Skip to content

Thread/async safety: Global mutable state across core SDK is not multi-agent safe #1158

@MervinPraison

Description

@MervinPraison

Problem

The core SDK (praisonaiagents) uses unprotected global mutable state in multiple critical locations. This violates the project's "Multi-agent + async safe by default" engineering principle.
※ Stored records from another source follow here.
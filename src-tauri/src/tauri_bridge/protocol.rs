//! Custom protocol handlers for efficient data transfer
//!
//! This module implements the `frame://` custom protocol for direct binary
//! transfer of render frames, bypassing Tauri's IPC JSON serialization.

use image::{codecs::jpeg::JpegEncoder, ImageEncoder, RgbaImage};
use tauri::http::{Response as HttpResponse, StatusCode};
use tracing::{debug, error};

use crate::config::compression::JPEG_QUALITY;
use super::shared_state::{lock, Frame, SharedFrameBuffer, SharedPerfStats};
use super::BridgeError;

type Response = HttpResponse<Vec<u8>>;

/// Handle requests to the custom `frame://` protocol
///
/// Supported endpoints:
/// - `frame` or `frame.jpg`: JPEG-compressed frame (~50-100KB)
/// - `frame.raw`: Raw RGBA frame
/// - `stats`: Performance statistics as JSON
pub fn handle_frame_protocol(
    uri_path: &str,
    buffer: &SharedFrameBuffer,
    perf_stats: &SharedPerfStats,
) -> Response {
    let resource = uri_path.trim_start_matches('/');

    debug!(resource, "frame protocol request");

    let result = match resource {
        // JPEG compressed frame - much smaller data size!
        "frame" | "frame.jpg" => handle_jpeg_frame(buffer),

        // Raw RGBA frame (for comparison/debugging)
        "frame.raw" => handle_raw_frame(buffer),

        // Performance stats as JSON
        "stats" => handle_stats(perf_stats),

        _ => Ok(text(StatusCode::NOT_FOUND, "Not Found")),
    };

    result.unwrap_or_else(|err| match err {
        BridgeError::NoFrame => text(StatusCode::SERVICE_UNAVAILABLE, "Frame not ready"),
        other => {
            error!(%other, resource, "frame protocol request failed");
            text(StatusCode::INTERNAL_SERVER_ERROR, &other.to_string())
        }
    })
}

/// Handle JPEG-compressed frame request
fn handle_jpeg_frame(buffer: &SharedFrameBuffer) -> Result<Response, BridgeError> {
    let frame = buffer.latest()?.ok_or(BridgeError::NoFrame)?;
    let jpeg_data = encode_jpeg(&frame)?;
    Ok(frame_response(&frame, "image/jpeg", jpeg_data))
}

/// Handle raw RGBA frame request
fn handle_raw_frame(buffer: &SharedFrameBuffer) -> Result<Response, BridgeError> {
    let frame = buffer.latest()?.ok_or(BridgeError::NoFrame)?;
    let rgba = frame.rgba.clone();
    Ok(frame_response(&frame, "application/octet-stream", rgba))
}

/// Handle performance stats request
fn handle_stats(perf_stats: &SharedPerfStats) -> Result<Response, BridgeError> {
    let json = serde_json::to_vec(&*lock(&perf_stats.0)?).unwrap_or_default();
    Ok(build(
        HttpResponse::builder()
            .status(StatusCode::OK)
            .header("Content-Type", "application/json")
            .header("Access-Control-Allow-Origin", "*"),
        json,
    ))
}

/// Compress RGBA to JPEG (alpha dropped)
fn encode_jpeg(frame: &Frame) -> Result<Vec<u8>, BridgeError> {
    let Some(img) = RgbaImage::from_raw(frame.width, frame.height, frame.rgba.clone()) else {
        return Err(BridgeError::InvalidSize {
            width: frame.width,
            height: frame.height,
        });
    };
    let rgb_img = image::DynamicImage::ImageRgba8(img).to_rgb8();

    let mut jpeg_data = Vec::new();
    JpegEncoder::new_with_quality(&mut jpeg_data, JPEG_QUALITY).write_image(
        rgb_img.as_raw(),
        frame.width,
        frame.height,
        image::ExtendedColorType::Rgb8,
    )?;
    Ok(jpeg_data)
}

fn frame_response(frame: &Frame, content_type: &str, body: Vec<u8>) -> Response {
    build(
        HttpResponse::builder()
            .status(StatusCode::OK)
            .header("Content-Type", content_type)
            .header("X-Frame-Width", frame.width.to_string())
            .header("X-Frame-Height", frame.height.to_string())
            .header("Access-Control-Allow-Origin", "*")
            .header(
                "Access-Control-Expose-Headers",
                "X-Frame-Width, X-Frame-Height",
            ),
        body,
    )
}

fn text(status: StatusCode, body: &str) -> Response {
    build(
        HttpResponse::builder()
            .status(status)
            .header("Content-Type", "text/plain"),
        body.as_bytes().to_vec(),
    )
}

// Header values above are all ASCII, so the builder only fails on programmer error.
fn build(builder: tauri::http::response::Builder, body: Vec<u8>) -> Response {
    builder.body(body).unwrap_or_else(|err| {
        error!(%err, "failed to build protocol response");
        let mut response = HttpResponse::new(Vec::new());
        *response.status_mut() = StatusCode::INTERNAL_SERVER_ERROR;
        response
    })
}
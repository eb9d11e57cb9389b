//! Shared state structures for communication between Tauri and Bevy
//!
//! This module defines thread-safe data structures that allow bidirectional
//! communication between the Tauri frontend and the Bevy render backend.

use serde::{Deserialize, Serialize};
use std::sync::{Arc, Mutex, MutexGuard};

use super::BridgeError;

/// Lock a shared value, mapping poisoning to a bridge error
pub(crate) fn lock<T>(mutex: &Mutex<T>) -> Result<MutexGuard<'_, T>, BridgeError> {
    mutex.lock().map_err(|_| BridgeError::Poisoned)
}

// =============================================================================
// Frame Buffer
// =============================================================================

/// One rendered frame as tightly packed RGBA8 pixels
#[derive(Clone, Debug, PartialEq)]
pub struct Frame {
    pub width: u32,
    pub height: u32,
    pub rgba: Vec<u8>,
}

/// Thread-safe latest-frame slot shared between Bevy and Tauri
#[derive(Clone, Default)]
pub struct SharedFrameBuffer(pub Arc<Mutex<Option<Frame>>>);

impl SharedFrameBuffer {
    pub fn publish(&self, frame: Frame) -> Result<(), BridgeError> {
        *lock(&self.0)? = Some(frame);
        Ok(())
    }

    pub fn latest(&self) -> Result<Option<Frame>, BridgeError> {
        Ok(lock(&self.0)?.clone())
    }
}

/// Frame response containing Base64-encoded RGBA pixel data
#[derive(Serialize, Deserialize)]
pub struct FrameResponse {
    /// Base64-encoded RGBA pixel data (avoids slow JSON array serialization)
    pub data: String,
    pub width: u32,
    pub height: u32,
}

// =============================================================================
// Display Size
// =============================================================================

/// Client size of the canvas as reported by the page
#[derive(Serialize, Deserialize, Clone, Copy, Debug, PartialEq, Eq)]
pub struct DisplaySize {
    pub width: u32,
    pub height: u32,
}

/// Latest display size, `None` until the page has reported one
#[derive(Clone, Default)]
pub struct SharedDisplaySize(pub Arc<Mutex<Option<DisplaySize>>>);

impl SharedDisplaySize {
    pub fn report(&self, size: DisplaySize) -> Result<(), BridgeError> {
        *lock(&self.0)? = Some(size);
        Ok(())
    }

    pub fn current(&self) -> Result<Option<DisplaySize>, BridgeError> {
        Ok(*lock(&self.0)?)
    }
}

// =============================================================================
// Mouse Input
// =============================================================================

/// Mouse input state received from frontend
#[derive(Serialize, Deserialize, Clone, Default, Debug)]
pub struct MouseInput {
    /// Accumulated X movement delta
    pub delta_x: f32,
    /// Accumulated Y movement delta
    pub delta_y: f32,
    /// Accumulated scroll wheel delta
    pub scroll_delta: f32,
    /// Left mouse button is pressed
    pub left_button: bool,
    /// Right mouse button is pressed
    pub right_button: bool,
}

/// Thread-safe mouse input shared between Tauri and Bevy
#[derive(Clone, Default)]
pub struct SharedMouseInput(pub Arc<Mutex<MouseInput>>);

impl SharedMouseInput {
    /// Return the accumulated input and clear the deltas
    pub fn take(&self) -> Result<MouseInput, BridgeError> {
        let mut guard = lock(&self.0)?;
        let input = guard.clone();
        guard.delta_x = 0.0;
        guard.delta_y = 0.0;
        guard.scroll_delta = 0.0;
        Ok(input)
    }
}

// =============================================================================
// Performance Statistics
// =============================================================================

/// Performance statistics for debugging and monitoring
#[derive(Serialize, Deserialize, Clone, Default)]
pub struct PerformanceStats {
    // Backend (Bevy/Rust) timings
    pub gpu_transfer_ms: f64,
    pub data_processing_ms: f64,
    pub frame_encoding_ms: f64,
    pub bevy_fps: f64,
    pub frame_count: u32,
    pub data_size_kb: f64,
    // Tauri command timings
    pub tauri_get_frame_ms: f64,
    pub tauri_serialize_ms: f64,
}

/// Thread-safe performance statistics
#[derive(Clone, Default)]
pub struct SharedPerfStats(pub Arc<Mutex<PerformanceStats>>);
In concurrent multi-agent scenarios, these shared globals can cause race conditions, data corruption, and unpredictable behavior.

Affected Locations

1. Unprotected Global Callbacks and Error Logs

File: src/praisonai-agents/praisonaiagents/main.py:24-31

error_logs = []                    # Global list — no synchronization
sync_display_callbacks = {}        # Global dict — no synchronization
async_display_callbacks = {}       # Global dict — no synchronization
approval_callback = None           # Global var — no synchronization
  • Risk: Multiple agents running concurrently will read/write these globals simultaneously, causing lost updates, mixed error logs between agents, and callback registration races.

2. Non-Thread-Safe Lazy Loading Caches (10+ locations)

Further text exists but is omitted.